{‘I spoke complete nonsense for a brief period’: Meera Syal, The Veteran Performer and Others on the Fear of Stage Fright

Derek Jacobi faced a instance of it during a global production of Hamlet. Bill Nighy struggled with it preceding The Vertical Hour opening on Broadway. Juliet Stevenson has equated it to “a malady”. It has even caused some to flee: One comedian vanished from Cell Mates, while Another performer exited the stage during Educating Rita. “I’ve completely gone,” he said – though he did come back to conclude the show.

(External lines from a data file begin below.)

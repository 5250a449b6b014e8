use super::*;
use crate::config::Density;

fn tick(
    params: &StarParams,
    bounds: LayoutSize,
    scale: f64,
    pointer: Option<Point>,
) -> Tick<'_, StarParams> {
    Tick {
        scale,
        bounds,
        density: Density::Normal,
        params,
        pointer,
        gathering: false,
    }
}

#[test]
fn layer_fraction_spans_unit_interval() {
    assert_eq!(layer_fraction(0, 3), 0.0);
    assert_eq!(layer_fraction(1, 3), 0.5);
    assert_eq!(layer_fraction(2, 3), 1.0);
    assert_eq!(layer_fraction(0, 1), 1.0);
    assert_eq!(layer_fraction(9, 3), 1.0);
}

#[test]
fn stars_never_leave_the_wrap_margin() {
    let mut params = StarParams::default();
    params.drift_speed = 7.5;
    let bounds = LayoutSize::new(320.0, 180.0);
    let eps = params.wrap_margin;
    for seed in 0..25 {
        let mut rng = Rng64::new(seed);
        let mut star = Star::spawn(&params, bounds, (seed % 3) as u32, 3, &mut rng);
        for i in 0..400 {
            let scale = 0.25 + (i % 7) as f64;
            let t = tick(&params, bounds, scale, None);
            star.update(&t);
            let p = star.position();
            assert!(p.x >= -eps && p.x <= bounds.width + eps, "x={} seed={seed}", p.x);
            assert!(p.y >= -eps && p.y <= bounds.height + eps, "y={} seed={seed}", p.y);
        }
    }
}

#[test]
fn opacity_stays_inside_twinkle_envelope() {
    let params = StarParams::default();
    let bounds = LayoutSize::new(800.0, 600.0);
    let mut rng = Rng64::new(77);
    let mut stars: Vec<Star> = (0..200)
        .map(|i| Star::spawn(&params, bounds, i % 3, 3, &mut rng))
        .collect();
    let t = tick(&params, bounds, 1.0, None);
    for _ in 0..50 {
        for star in &mut stars {
            star.update(&t);
            let (lo, hi) = star.twinkle_envelope();
            let a = star.opacity();
            assert!(a >= lo - 1e-12 && a <= hi + 1e-12);
            assert!((0.0..=1.0).contains(&a));
        }
    }
}

#[test]
fn drift_is_time_scale_independent() {
    let params = StarParams::default();
    let bounds = LayoutSize::new(5_000.0, 5_000.0);
    let mut rng = Rng64::new(5);
    let original = Star::spawn(&params, bounds, 2, 3, &mut rng);

    let mut a = original.clone();
    let mut b = original.clone();
    let t = tick(&params, bounds, 1.5, None);
    a.update(&t);
    a.update(&t);
    let t = tick(&params, bounds, 3.0, None);
    b.update(&t);

    assert!((a.position() - b.position()).hypot() < 1e-9);
    assert!((a.opacity() - b.opacity()).abs() < 1e-9);
}

#[test]
fn nearer_layers_drift_faster_on_average() {
    let params = StarParams::default();
    let bounds = LayoutSize::new(10_000.0, 10_000.0);
    let mut rng = Rng64::new(9);
    let mean_speed = |layer: u32, rng: &mut Rng64| {
        (0..200)
            .map(|_| Star::spawn(&params, bounds, layer, 3, rng).velocity.hypot())
            .sum::<f64>()
            / 200.0
    };
    let far = mean_speed(0, &mut rng);
    let near = mean_speed(2, &mut rng);
    assert!(near > far * 2.0);
}

#[test]
fn parallax_follows_pointer_and_relaxes() {
    let params = StarParams::default();
    let bounds = LayoutSize::new(400.0, 400.0);
    let mut rng = Rng64::new(3);
    let mut star = Star::spawn(&params, bounds, 2, 3, &mut rng);
    let pointer = Some(Point::new(400.0, 200.0));
    for _ in 0..400 {
        let t = tick(&params, bounds, 1.0, pointer);
        star.update(&t);
    }
    let target = -200.0 * params.parallax;
    assert!((star.parallax_offset().x - target).abs() < 1e-3);
    assert!(star.parallax_offset().y.abs() < 1e-9);

    for _ in 0..600 {
        let t = tick(&params, bounds, 1.0, None);
        star.update(&t);
    }
    assert!(star.parallax_offset().hypot() < 1e-6);
}

#[test]
fn far_layer_ignores_pointer() {
    let params = StarParams::default();
    let bounds = LayoutSize::new(400.0, 400.0);
    let mut rng = Rng64::new(3);
    let mut star = Star::spawn(&params, bounds, 0, 3, &mut rng);
    let t = tick(&params, bounds, 1.0, Some(Point::ZERO));
    star.update(&t);
    assert_eq!(star.parallax_offset(), Vec2::ZERO);
}

#[test]
fn glowing_stars_emit_a_halo_when_bright() {
    let params = StarParams::default();
    let bounds = LayoutSize::new(800.0, 600.0);
    let mut rng = Rng64::new(21);
    let star = (0..5_000)
        .map(|_| Star::spawn(&params, bounds, 2, 3, &mut rng))
        .find(|s| s.has_glow() && s.opacity() > params.glow_visible_alpha)
        .expect("a bright glowing star");
    let mut out = DrawList::new();
    star.draw(&params, &mut out);
    assert_eq!(out.len(), 2);
    assert!(matches!(out.commands()[1], crate::draw::DrawCmd::RadialGlow { .. }));
}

Stage fright can induce the jitters but it can also trigger a complete physical lock-up, not to mention a complete verbal drying up – all precisely under the lights. So why and how does it take hold? Can it be defeated? And what does it appear to be to be taken over by the performer’s fear?

Meera Syal explains a typical anxiety dream: “I discover myself in a outfit I don’t recognise, in a part I can’t remember, facing audiences while I’m naked.” Years of experience did not render her protected in 2010, while acting in a preview of Willy Russell’s Shirley Valentine. “Doing a solo performance for a lengthy period?” she says. “That’s the factor that is going to trigger stage fright. I was honestly thinking of ‘fleeing’ just before the premiere. I could see the open door opening onto the garden at the back and I thought, ‘If I fled now, they wouldn’t be able to catch me.’”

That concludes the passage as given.